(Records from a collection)
* * * *

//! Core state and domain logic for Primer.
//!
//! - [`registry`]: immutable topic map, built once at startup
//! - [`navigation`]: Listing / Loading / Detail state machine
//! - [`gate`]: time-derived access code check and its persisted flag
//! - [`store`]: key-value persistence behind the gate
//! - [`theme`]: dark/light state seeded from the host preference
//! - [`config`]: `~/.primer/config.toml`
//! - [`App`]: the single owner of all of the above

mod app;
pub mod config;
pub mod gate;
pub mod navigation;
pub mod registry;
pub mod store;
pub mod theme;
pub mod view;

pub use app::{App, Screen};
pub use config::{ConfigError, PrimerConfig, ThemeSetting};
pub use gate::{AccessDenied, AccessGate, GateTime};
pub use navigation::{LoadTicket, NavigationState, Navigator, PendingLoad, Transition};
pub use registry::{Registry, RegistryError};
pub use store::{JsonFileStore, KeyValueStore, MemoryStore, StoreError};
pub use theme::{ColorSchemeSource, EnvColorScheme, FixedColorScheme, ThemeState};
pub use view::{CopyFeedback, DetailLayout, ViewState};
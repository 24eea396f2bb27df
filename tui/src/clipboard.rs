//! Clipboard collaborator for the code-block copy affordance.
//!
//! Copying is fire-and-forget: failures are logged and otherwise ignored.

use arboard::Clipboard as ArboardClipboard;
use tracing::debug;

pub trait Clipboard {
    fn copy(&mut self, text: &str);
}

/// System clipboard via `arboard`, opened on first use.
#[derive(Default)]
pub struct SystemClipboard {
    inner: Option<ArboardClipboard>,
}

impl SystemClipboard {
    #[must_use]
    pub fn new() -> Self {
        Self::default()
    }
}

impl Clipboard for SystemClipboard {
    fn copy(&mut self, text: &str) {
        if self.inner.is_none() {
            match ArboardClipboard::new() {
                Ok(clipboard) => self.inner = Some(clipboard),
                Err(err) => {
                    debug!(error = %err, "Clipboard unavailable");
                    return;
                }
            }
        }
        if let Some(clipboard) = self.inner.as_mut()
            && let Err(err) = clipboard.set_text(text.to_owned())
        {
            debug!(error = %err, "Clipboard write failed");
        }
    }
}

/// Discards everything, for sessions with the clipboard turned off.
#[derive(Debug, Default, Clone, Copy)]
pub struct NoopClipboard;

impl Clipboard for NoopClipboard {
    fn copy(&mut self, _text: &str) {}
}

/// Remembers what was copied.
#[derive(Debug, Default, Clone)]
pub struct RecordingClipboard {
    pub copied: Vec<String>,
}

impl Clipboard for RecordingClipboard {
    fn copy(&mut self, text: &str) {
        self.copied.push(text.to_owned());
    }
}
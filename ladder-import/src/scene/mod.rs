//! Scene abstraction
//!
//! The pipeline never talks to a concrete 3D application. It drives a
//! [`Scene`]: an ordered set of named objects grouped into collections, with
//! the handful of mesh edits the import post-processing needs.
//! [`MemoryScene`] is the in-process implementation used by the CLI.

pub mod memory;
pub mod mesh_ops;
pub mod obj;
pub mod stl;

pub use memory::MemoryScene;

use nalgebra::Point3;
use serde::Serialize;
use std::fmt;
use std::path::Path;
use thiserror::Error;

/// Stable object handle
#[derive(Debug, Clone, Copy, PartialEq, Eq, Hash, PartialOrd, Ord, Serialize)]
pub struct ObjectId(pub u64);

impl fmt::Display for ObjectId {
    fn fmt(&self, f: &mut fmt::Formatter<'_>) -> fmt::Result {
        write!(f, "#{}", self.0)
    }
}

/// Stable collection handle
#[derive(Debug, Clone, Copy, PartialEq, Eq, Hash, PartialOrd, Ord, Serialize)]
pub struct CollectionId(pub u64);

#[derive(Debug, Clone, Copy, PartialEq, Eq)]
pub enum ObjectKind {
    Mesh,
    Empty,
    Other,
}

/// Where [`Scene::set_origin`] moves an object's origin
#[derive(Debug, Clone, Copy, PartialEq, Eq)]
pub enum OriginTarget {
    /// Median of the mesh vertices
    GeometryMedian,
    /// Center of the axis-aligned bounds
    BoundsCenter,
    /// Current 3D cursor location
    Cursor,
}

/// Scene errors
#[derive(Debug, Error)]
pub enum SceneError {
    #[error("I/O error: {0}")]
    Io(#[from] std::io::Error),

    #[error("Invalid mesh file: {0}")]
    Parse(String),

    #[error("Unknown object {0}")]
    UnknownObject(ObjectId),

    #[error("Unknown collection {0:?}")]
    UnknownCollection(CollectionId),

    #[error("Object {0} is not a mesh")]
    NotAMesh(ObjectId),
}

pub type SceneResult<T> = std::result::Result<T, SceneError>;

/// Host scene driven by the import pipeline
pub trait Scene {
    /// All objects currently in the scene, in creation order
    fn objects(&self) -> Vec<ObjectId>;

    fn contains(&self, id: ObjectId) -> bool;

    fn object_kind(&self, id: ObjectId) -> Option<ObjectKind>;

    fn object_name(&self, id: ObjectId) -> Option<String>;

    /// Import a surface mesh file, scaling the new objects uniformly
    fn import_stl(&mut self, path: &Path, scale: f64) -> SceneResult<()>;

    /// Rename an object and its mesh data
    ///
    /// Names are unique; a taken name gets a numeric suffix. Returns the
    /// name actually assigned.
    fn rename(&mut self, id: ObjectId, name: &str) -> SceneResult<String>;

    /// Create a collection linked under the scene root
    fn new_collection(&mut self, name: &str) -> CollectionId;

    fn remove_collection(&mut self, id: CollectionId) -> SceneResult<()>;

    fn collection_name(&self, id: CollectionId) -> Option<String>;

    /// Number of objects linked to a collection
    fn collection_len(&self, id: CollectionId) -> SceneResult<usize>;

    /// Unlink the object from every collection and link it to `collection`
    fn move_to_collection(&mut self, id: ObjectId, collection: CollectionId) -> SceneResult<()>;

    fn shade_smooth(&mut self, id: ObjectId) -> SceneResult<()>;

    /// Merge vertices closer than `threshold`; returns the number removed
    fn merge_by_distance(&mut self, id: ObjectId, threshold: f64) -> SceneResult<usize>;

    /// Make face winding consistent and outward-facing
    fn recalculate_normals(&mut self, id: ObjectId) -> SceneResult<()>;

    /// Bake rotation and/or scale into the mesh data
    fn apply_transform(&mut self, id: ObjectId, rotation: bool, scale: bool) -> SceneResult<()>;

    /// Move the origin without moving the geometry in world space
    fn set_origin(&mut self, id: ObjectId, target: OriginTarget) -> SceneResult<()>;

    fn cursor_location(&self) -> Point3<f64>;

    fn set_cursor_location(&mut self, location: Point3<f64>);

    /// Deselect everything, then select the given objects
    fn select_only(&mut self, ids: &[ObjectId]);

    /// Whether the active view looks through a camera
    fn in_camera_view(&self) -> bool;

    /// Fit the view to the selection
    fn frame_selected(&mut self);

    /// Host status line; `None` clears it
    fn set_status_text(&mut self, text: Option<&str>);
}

* * * *

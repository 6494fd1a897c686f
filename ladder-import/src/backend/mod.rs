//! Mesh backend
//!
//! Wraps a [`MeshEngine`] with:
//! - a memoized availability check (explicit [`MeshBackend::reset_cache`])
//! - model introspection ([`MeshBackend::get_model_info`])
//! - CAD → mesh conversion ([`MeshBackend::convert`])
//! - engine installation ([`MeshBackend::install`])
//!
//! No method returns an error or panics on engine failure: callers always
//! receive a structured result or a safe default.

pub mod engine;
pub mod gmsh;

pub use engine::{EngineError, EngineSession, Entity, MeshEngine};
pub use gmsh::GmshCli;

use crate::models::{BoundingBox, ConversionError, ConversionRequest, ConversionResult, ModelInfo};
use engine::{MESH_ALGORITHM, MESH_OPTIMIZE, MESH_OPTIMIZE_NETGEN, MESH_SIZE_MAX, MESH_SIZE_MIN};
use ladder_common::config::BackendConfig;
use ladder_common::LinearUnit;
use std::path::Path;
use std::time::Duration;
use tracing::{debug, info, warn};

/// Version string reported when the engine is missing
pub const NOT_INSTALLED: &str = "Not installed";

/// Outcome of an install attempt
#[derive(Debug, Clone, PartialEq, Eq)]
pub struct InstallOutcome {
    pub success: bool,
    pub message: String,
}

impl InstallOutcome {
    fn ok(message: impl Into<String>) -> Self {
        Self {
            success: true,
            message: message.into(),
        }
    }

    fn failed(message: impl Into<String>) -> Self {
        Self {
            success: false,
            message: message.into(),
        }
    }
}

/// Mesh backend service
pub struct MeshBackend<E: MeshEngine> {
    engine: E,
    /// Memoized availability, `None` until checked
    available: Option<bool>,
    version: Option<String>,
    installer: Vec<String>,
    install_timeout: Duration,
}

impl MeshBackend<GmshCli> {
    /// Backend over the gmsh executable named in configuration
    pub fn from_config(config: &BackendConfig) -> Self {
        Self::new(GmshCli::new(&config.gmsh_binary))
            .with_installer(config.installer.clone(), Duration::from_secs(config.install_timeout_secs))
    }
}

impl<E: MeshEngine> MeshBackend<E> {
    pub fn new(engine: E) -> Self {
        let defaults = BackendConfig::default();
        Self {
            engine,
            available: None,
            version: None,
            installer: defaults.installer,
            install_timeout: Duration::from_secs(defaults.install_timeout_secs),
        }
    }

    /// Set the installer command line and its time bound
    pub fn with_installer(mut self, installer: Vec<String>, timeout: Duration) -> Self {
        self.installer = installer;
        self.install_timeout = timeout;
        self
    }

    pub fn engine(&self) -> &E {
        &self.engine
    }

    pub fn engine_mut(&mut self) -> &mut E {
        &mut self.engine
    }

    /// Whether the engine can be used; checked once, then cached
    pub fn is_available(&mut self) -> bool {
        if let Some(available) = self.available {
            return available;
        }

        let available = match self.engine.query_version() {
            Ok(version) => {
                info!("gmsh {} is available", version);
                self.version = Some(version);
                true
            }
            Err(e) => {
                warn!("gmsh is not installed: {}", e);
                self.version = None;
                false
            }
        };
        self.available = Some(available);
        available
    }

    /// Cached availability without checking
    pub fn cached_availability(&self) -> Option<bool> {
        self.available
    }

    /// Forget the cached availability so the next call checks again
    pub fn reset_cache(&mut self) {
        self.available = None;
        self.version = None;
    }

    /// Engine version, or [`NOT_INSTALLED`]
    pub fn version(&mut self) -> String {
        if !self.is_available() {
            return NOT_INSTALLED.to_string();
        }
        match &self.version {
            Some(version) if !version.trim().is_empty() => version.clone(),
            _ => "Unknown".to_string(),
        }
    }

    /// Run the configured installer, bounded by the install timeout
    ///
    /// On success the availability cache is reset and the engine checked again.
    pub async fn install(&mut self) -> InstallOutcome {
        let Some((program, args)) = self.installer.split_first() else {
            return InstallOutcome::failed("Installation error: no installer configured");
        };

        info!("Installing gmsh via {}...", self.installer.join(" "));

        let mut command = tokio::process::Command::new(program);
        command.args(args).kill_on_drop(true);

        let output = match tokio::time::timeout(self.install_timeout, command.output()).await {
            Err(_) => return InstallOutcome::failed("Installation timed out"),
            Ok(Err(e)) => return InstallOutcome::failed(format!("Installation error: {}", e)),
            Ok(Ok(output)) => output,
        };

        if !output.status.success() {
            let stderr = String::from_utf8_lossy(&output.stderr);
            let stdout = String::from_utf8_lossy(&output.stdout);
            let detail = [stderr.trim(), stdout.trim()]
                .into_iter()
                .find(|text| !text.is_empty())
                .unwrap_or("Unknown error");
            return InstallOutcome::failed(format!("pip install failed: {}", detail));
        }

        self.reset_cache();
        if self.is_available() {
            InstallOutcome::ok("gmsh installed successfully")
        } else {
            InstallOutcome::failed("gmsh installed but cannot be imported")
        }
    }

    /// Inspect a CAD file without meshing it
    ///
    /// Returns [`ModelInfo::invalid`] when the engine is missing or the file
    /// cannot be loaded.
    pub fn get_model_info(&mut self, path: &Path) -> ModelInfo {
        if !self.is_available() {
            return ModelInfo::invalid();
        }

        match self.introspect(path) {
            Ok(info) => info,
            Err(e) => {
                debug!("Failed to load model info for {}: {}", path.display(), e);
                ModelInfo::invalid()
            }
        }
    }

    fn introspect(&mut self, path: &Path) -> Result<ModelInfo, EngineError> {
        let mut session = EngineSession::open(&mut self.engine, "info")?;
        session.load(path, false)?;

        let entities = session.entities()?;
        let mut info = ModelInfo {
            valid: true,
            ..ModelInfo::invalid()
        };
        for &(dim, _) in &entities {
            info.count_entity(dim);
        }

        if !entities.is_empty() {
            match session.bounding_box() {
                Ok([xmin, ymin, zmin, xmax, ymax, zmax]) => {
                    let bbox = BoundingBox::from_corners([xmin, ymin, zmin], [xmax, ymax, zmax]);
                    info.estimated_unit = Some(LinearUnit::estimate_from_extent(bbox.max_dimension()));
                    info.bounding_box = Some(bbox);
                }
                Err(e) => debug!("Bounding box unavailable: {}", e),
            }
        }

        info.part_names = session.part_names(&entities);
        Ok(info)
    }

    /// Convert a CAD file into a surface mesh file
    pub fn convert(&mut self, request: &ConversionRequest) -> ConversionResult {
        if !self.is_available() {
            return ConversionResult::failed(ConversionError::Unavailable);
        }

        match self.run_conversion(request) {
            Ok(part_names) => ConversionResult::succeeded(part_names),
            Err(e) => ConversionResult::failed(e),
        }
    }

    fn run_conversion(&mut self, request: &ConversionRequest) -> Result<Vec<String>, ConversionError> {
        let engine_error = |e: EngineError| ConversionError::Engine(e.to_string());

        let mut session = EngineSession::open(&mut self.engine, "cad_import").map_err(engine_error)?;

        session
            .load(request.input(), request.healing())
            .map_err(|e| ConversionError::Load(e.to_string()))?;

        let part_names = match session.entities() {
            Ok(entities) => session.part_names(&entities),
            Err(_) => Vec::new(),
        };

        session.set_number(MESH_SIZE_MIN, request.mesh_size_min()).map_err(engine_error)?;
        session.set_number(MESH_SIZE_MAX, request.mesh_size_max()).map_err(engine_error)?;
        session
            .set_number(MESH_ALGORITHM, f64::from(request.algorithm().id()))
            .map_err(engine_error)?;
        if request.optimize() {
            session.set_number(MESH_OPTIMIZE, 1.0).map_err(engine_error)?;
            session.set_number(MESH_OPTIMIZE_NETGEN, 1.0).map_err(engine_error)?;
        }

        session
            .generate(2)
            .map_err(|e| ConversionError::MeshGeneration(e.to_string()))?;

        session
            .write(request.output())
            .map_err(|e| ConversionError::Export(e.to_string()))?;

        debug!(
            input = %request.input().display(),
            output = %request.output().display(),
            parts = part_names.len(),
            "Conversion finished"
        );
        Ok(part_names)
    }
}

* * * *

● Exercise objective: When the entries above show the word "ArboardClipboard" in a line, copy that line out.

● Exercise solution:
use arboard::Clipboard as ArboardClipboard;
    inner: Option<ArboardClipboard>,
            match ArboardClipboard::new() {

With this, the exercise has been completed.